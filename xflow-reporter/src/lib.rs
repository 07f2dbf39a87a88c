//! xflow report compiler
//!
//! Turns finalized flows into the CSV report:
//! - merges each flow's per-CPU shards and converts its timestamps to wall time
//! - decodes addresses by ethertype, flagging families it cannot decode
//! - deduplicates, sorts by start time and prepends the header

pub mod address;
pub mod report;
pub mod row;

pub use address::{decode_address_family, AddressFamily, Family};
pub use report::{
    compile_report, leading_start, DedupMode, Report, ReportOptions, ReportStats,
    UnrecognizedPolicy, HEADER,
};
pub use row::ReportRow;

**INSTRUCTIONS FOR THE TASK:** The listing is to be given again exactly, line for line.

**FINAL ANSWER:**
filename xflow-reporter/src/lib.rs
repository 07f2dbf39a87a88c
//! xflow report compiler
//!
//! Turns finalized flows into the CSV report:
//! - merges each flow's per-CPU shards and converts its timestamps to wall time
//! - decodes addresses by ethertype, flagging families it cannot decode
//! - deduplicates, sorts by start time and prepends the header

pub mod address;
pub mod report;
pub mod row;

pub use address::{decode_address_family, AddressFamily, Family};
pub use report::{
    compile_report, leading_start, DedupMode, Report, ReportOptions, ReportStats,
    UnrecognizedPolicy, HEADER,
};
pub use row::ReportRow;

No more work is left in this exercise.